About this exercise:
In the records below, find each line containing the word "MetricsConfig" and copy it.

Data records:

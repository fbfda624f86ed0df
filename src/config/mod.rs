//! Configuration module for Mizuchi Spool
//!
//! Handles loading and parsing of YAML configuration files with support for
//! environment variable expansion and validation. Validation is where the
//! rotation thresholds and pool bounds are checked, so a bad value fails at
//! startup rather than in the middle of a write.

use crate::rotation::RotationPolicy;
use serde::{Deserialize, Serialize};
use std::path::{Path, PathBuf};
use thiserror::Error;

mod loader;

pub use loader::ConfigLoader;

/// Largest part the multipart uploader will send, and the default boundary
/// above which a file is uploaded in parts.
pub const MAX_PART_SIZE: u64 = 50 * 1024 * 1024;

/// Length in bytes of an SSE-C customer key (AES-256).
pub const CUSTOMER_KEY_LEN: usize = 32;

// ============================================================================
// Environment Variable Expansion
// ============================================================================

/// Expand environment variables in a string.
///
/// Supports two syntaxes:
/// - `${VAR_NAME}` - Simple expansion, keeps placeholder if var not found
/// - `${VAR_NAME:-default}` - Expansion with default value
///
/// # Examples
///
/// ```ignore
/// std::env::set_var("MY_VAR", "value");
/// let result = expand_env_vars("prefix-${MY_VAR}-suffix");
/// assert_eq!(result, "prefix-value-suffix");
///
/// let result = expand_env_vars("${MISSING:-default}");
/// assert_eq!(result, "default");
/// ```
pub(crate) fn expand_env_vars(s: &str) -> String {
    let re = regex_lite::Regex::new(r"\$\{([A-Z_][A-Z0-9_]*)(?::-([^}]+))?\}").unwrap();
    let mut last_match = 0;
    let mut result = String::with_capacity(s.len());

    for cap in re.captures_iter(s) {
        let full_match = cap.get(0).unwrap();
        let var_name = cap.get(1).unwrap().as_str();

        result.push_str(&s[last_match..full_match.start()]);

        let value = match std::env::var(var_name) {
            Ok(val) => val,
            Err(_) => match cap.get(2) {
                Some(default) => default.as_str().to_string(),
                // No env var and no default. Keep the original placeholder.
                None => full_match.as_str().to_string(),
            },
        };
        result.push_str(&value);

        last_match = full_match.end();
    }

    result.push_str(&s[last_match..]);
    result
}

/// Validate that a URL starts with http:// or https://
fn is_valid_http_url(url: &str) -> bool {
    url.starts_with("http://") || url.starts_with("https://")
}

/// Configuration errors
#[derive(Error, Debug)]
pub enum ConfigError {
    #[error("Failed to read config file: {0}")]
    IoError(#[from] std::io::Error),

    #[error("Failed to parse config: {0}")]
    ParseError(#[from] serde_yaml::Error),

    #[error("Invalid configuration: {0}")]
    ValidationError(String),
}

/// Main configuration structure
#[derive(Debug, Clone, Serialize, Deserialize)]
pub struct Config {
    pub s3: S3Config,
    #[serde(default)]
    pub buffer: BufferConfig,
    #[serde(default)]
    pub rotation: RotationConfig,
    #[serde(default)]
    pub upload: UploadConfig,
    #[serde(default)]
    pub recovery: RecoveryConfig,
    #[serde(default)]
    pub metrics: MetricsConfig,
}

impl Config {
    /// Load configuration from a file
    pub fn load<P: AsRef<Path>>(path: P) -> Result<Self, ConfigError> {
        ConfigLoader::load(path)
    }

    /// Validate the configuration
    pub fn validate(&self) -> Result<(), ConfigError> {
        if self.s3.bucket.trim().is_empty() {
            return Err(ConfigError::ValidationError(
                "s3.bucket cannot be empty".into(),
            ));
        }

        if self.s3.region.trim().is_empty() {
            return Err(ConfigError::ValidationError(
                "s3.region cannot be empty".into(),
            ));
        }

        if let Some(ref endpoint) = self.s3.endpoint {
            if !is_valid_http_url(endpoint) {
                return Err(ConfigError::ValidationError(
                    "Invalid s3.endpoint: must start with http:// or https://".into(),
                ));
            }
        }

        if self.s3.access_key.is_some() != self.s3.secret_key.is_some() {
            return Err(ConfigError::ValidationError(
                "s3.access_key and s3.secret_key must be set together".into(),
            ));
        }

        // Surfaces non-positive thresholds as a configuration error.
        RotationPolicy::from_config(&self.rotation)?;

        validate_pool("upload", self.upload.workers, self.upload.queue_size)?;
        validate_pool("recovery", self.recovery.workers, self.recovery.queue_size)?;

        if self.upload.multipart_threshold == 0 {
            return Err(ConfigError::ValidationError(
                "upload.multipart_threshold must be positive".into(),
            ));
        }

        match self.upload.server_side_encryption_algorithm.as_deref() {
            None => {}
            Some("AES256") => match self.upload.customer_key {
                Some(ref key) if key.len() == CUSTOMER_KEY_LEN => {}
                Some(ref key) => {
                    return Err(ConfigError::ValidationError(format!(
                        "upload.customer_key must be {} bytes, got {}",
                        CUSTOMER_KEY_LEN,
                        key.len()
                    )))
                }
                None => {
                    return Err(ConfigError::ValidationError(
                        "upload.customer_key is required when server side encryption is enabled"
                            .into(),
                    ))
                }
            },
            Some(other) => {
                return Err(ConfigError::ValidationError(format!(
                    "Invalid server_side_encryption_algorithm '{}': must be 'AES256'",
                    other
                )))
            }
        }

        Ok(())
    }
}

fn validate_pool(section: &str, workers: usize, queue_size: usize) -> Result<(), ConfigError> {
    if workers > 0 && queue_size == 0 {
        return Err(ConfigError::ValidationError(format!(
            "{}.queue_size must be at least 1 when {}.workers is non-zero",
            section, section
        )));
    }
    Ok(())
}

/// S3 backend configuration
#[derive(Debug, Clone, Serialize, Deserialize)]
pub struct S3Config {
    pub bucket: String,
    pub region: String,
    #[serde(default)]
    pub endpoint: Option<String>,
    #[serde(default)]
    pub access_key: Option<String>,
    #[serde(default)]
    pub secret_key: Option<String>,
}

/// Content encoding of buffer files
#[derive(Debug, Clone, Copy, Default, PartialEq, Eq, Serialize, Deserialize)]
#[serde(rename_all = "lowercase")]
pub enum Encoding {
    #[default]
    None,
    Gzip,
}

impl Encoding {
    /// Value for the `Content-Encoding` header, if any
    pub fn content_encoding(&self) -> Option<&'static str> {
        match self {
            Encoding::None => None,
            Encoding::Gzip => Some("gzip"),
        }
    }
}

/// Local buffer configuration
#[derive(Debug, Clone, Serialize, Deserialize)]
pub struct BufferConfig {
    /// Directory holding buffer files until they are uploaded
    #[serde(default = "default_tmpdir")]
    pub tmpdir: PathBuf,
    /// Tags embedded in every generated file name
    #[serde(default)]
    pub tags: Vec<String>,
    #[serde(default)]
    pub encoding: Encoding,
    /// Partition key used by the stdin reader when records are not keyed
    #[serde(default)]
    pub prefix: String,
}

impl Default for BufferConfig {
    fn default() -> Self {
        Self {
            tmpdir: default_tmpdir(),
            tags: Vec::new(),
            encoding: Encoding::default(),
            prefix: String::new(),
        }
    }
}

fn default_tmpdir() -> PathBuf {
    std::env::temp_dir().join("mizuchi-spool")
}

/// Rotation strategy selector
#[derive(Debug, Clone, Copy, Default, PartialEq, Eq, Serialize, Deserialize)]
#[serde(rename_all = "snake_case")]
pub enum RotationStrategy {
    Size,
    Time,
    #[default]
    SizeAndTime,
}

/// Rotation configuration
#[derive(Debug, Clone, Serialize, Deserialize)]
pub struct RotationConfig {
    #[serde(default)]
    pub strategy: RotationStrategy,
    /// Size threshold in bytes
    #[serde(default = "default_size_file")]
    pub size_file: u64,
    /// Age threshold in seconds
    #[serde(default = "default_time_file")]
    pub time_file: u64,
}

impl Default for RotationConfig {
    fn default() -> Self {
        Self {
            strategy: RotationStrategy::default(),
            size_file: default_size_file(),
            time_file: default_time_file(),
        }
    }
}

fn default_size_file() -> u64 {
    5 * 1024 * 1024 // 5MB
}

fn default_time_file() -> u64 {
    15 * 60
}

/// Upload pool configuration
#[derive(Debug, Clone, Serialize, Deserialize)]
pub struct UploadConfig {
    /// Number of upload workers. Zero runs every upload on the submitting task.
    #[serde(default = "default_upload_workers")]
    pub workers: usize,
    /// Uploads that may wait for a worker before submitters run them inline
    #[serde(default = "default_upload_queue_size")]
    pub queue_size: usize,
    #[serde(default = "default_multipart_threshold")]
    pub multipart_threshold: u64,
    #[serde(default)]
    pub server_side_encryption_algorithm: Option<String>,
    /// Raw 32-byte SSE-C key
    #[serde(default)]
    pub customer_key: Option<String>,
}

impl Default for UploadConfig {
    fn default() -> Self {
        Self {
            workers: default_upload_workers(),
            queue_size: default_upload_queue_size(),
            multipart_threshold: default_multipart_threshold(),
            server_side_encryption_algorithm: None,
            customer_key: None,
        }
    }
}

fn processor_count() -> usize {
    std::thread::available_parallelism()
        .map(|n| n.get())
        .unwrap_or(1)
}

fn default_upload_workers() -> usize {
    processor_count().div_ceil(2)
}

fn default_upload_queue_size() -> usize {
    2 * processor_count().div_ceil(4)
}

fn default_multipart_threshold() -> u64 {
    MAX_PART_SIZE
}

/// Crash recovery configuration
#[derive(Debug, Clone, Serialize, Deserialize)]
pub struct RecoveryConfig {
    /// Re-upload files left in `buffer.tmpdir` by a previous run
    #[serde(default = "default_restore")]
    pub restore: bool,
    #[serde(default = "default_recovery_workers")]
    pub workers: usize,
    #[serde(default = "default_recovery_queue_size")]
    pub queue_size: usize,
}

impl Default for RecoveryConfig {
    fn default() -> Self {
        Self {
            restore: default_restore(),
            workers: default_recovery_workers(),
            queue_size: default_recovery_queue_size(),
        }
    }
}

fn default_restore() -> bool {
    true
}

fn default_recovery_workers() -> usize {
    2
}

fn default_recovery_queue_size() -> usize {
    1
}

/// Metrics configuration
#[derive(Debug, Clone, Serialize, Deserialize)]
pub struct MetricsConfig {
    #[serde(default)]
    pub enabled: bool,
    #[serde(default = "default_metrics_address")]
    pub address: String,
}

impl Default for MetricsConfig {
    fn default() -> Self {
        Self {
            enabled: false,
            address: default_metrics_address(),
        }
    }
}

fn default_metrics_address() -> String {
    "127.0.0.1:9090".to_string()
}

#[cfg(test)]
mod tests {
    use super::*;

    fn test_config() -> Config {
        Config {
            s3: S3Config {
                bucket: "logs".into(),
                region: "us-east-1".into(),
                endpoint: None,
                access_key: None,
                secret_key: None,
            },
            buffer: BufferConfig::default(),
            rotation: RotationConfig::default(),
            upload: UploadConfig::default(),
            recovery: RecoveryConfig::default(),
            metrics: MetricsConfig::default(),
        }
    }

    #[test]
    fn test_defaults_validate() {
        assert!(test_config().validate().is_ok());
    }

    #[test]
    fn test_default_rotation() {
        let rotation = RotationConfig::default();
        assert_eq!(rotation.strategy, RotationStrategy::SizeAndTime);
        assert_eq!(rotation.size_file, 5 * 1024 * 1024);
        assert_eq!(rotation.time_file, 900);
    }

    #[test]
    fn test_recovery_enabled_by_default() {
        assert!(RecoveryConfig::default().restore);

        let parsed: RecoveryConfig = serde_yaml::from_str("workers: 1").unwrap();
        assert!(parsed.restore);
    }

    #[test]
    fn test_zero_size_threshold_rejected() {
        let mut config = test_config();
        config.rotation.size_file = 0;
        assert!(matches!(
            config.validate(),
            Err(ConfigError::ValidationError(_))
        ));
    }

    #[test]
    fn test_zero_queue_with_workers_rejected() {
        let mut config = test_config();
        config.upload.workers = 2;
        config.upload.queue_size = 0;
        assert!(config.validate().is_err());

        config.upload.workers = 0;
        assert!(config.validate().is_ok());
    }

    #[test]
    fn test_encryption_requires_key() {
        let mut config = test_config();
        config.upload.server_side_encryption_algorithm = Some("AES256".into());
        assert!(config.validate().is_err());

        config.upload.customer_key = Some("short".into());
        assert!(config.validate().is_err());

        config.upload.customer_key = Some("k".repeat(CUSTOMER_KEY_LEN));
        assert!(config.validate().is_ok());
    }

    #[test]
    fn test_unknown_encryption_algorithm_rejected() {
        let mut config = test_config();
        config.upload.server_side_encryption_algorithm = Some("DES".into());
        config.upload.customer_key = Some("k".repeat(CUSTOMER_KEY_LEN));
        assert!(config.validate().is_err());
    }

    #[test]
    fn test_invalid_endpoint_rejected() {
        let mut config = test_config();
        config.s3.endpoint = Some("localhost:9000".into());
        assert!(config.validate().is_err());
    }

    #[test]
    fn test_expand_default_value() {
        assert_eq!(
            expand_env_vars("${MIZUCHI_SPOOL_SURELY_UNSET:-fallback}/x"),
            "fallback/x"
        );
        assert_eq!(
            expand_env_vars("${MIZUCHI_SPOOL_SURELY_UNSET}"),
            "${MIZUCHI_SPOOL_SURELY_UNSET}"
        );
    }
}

Response:
    pub metrics: MetricsConfig,
pub struct MetricsConfig {
impl Default for MetricsConfig {
            metrics: MetricsConfig::default(),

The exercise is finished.